** Data records follows **

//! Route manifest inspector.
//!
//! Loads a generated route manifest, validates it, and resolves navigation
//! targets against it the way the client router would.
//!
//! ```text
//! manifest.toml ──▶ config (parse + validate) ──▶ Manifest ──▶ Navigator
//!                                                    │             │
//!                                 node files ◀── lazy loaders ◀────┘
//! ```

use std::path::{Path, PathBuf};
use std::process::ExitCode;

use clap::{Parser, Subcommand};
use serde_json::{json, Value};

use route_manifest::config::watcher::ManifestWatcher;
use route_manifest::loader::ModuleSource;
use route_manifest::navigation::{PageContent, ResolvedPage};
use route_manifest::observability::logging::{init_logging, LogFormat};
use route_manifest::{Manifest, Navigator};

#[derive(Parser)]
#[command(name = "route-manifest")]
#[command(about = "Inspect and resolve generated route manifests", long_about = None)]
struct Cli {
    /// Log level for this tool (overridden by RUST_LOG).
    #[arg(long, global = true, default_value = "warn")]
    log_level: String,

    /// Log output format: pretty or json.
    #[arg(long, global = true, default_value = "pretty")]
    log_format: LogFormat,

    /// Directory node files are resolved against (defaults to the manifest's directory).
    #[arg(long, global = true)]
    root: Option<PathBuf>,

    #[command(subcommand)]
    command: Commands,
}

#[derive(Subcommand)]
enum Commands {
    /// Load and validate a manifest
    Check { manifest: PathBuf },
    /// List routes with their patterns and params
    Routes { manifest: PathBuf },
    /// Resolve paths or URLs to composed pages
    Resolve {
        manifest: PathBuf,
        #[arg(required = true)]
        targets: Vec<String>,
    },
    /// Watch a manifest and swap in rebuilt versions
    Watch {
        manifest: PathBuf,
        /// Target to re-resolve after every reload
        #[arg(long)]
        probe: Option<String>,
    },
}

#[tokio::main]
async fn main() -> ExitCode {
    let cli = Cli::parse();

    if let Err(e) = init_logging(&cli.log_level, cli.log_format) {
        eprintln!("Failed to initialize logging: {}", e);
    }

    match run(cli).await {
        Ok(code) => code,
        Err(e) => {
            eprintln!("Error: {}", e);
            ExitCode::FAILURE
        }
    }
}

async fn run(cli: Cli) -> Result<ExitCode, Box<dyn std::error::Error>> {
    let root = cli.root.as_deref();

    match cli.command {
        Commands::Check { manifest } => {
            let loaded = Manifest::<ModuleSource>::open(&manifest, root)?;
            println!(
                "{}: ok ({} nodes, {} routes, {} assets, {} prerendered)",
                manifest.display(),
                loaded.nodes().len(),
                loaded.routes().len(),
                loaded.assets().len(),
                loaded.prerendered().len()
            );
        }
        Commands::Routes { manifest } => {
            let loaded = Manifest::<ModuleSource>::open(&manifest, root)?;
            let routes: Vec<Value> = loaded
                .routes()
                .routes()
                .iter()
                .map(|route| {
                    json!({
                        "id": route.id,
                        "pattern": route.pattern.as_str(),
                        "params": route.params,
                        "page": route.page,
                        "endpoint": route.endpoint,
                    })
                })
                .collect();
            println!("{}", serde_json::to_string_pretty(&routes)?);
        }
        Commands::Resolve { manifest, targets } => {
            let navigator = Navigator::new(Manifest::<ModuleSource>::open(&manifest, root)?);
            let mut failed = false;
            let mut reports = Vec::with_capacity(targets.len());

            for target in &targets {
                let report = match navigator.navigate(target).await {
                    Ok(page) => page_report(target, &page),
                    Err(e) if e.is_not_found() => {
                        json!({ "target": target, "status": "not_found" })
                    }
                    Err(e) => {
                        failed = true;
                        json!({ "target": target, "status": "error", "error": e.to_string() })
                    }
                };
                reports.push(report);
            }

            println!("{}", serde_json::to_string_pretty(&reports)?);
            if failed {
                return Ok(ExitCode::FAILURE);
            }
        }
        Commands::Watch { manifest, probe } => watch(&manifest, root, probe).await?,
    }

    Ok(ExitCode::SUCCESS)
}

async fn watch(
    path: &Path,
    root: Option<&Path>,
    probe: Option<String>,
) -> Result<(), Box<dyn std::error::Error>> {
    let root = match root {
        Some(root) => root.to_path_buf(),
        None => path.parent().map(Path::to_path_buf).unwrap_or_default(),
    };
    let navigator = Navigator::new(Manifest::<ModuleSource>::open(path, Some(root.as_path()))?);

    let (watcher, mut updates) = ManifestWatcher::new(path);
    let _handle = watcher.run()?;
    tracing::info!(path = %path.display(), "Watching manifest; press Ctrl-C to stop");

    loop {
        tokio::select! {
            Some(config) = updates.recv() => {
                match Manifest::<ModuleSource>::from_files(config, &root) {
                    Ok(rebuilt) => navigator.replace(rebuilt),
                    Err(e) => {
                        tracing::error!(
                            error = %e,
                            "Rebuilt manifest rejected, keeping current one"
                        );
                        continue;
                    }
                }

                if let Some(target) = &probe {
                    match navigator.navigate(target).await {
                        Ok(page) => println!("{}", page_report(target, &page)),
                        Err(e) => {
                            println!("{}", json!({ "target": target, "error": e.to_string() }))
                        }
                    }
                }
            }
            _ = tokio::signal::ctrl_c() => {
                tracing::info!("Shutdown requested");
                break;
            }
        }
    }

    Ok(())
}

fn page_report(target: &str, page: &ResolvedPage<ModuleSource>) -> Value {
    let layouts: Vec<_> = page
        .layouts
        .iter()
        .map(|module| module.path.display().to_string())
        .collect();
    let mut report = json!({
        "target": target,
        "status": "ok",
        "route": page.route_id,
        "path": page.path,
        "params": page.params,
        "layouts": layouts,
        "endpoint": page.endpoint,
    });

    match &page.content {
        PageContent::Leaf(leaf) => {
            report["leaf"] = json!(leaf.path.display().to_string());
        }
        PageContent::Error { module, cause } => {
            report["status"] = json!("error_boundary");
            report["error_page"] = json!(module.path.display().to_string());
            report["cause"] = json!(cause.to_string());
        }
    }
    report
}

** End of Data records **

**Assignment:**
Type out the listing again with nothing changed.

**Answer to this exercise:**
//! Route manifest inspector.
//!
//! Loads a generated route manifest, validates it, and resolves navigation
//! targets against it the way the client router would.
//!
//! ```text
//! manifest.toml ──▶ config (parse + validate) ──▶ Manifest ──▶ Navigator
//!                                                    │             │
//!                                 node files ◀── lazy loaders ◀────┘
//! ```

use std::path::{Path, PathBuf};
use std::process::ExitCode;

use clap::{Parser, Subcommand};
use serde_json::{json, Value};

use route_manifest::config::watcher::ManifestWatcher;
use route_manifest::loader::ModuleSource;
use route_manifest::navigation::{PageContent, ResolvedPage};
use route_manifest::observability::logging::{init_logging, LogFormat};
use route_manifest::{Manifest, Navigator};

#[derive(Parser)]
#[command(name = "route-manifest")]
#[command(about = "Inspect and resolve generated route manifests", long_about = None)]
struct Cli {
    /// Log level for this tool (overridden by RUST_LOG).
    #[arg(long, global = true, default_value = "warn")]
    log_level: String,

    /// Log output format: pretty or json.
    #[arg(long, global = true, default_value = "pretty")]
    log_format: LogFormat,

    /// Directory node files are resolved against (defaults to the manifest's directory).
    #[arg(long, global = true)]
    root: Option<PathBuf>,

    #[command(subcommand)]
    command: Commands,
}

#[derive(Subcommand)]
enum Commands {
    /// Load and validate a manifest
    Check { manifest: PathBuf },
    /// List routes with their patterns and params
    Routes { manifest: PathBuf },
    /// Resolve paths or URLs to composed pages
    Resolve {
        manifest: PathBuf,
        #[arg(required = true)]
        targets: Vec<String>,
    },
    /// Watch a manifest and swap in rebuilt versions
    Watch {
        manifest: PathBuf,
        /// Target to re-resolve after every reload
        #[arg(long)]
        probe: Option<String>,
    },
}

#[tokio::main]
async fn main() -> ExitCode {
    let cli = Cli::parse();

    if let Err(e) = init_logging(&cli.log_level, cli.log_format) {
        eprintln!("Failed to initialize logging: {}", e);
    }

    match run(cli).await {
        Ok(code) => code,
        Err(e) => {
            eprintln!("Error: {}", e);
            ExitCode::FAILURE
        }
    }
}

async fn run(cli: Cli) -> Result<ExitCode, Box<dyn std::error::Error>> {
    let root = cli.root.as_deref();

    match cli.command {
        Commands::Check { manifest } => {
            let loaded = Manifest::<ModuleSource>::open(&manifest, root)?;
            println!(
                "{}: ok ({} nodes, {} routes, {} assets, {} prerendered)",
                manifest.display(),
                loaded.nodes().len(),
                loaded.routes().len(),
                loaded.assets().len(),
                loaded.prerendered().len()
            );
        }
        Commands::Routes { manifest } => {
            let loaded = Manifest::<ModuleSource>::open(&manifest, root)?;
            let routes: Vec<Value> = loaded
                .routes()
                .routes()
                .iter()
                .map(|route| {
                    json!({
                        "id": route.id,
                        "pattern": route.pattern.as_str(),
                        "params": route.params,
                        "page": route.page,
                        "endpoint": route.endpoint,
                    })
                })
                .collect();
            println!("{}", serde_json::to_string_pretty(&routes)?);
        }
        Commands::Resolve { manifest, targets } => {
            let navigator = Navigator::new(Manifest::<ModuleSource>::open(&manifest, root)?);
            let mut failed = false;
            let mut reports = Vec::with_capacity(targets.len());

            for target in &targets {
                let report = match navigator.navigate(target).await {
                    Ok(page) => page_report(target, &page),
                    Err(e) if e.is_not_found() => {
                        json!({ "target": target, "status": "not_found" })
                    }
                    Err(e) => {
                        failed = true;
                        json!({ "target": target, "status": "error", "error": e.to_string() })
                    }
                };
                reports.push(report);
            }

            println!("{}", serde_json::to_string_pretty(&reports)?);
            if failed {
                return Ok(ExitCode::FAILURE);
            }
        }
        Commands::Watch { manifest, probe } => watch(&manifest, root, probe).await?,
    }

    Ok(ExitCode::SUCCESS)
}

async fn watch(
    path: &Path,
    root: Option<&Path>,
    probe: Option<String>,
) -> Result<(), Box<dyn std::error::Error>> {
    let root = match root {
        Some(root) => root.to_path_buf(),
        None => path.parent().map(Path::to_path_buf).unwrap_or_default(),
    };
    let navigator = Navigator::new(Manifest::<ModuleSource>::open(path, Some(root.as_path()))?);

    let (watcher, mut updates) = ManifestWatcher::new(path);
    let _handle = watcher.run()?;
    tracing::info!(path = %path.display(), "Watching manifest; press Ctrl-C to stop");

    loop {
        tokio::select! {
            Some(config) = updates.recv() => {
                match Manifest::<ModuleSource>::from_files(config, &root) {
                    Ok(rebuilt) => navigator.replace(rebuilt),
                    Err(e) => {
                        tracing::error!(
                            error = %e,
                            "Rebuilt manifest rejected, keeping current one"
                        );
                        continue;
                    }
                }

                if let Some(target) = &probe {
                    match navigator.navigate(target).await {
                        Ok(page) => println!("{}", page_report(target, &page)),
                        Err(e) => {
                            println!("{}", json!({ "target": target, "error": e.to_string() }))
                        }
                    }
                }
            }
            _ = tokio::signal::ctrl_c() => {
                tracing::info!("Shutdown requested");
                break;
            }
        }
    }

    Ok(())
}

fn page_report(target: &str, page: &ResolvedPage<ModuleSource>) -> Value {
    let layouts: Vec<_> = page
        .layouts
        .iter()
        .map(|module| module.path.display().to_string())
        .collect();
    let mut report = json!({
        "target": target,
        "status": "ok",
        "route": page.route_id,
        "path": page.path,
        "params": page.params,
        "layouts": layouts,
        "endpoint": page.endpoint,
    });

    match &page.content {
        PageContent::Leaf(leaf) => {
            report["leaf"] = json!(leaf.path.display().to_string());
        }
        PageContent::Error { module, cause } => {
            report["status"] = json!("error_boundary");
            report["error_page"] = json!(module.path.display().to_string());
            report["cause"] = json!(cause.to_string());
        }
    }
    report
}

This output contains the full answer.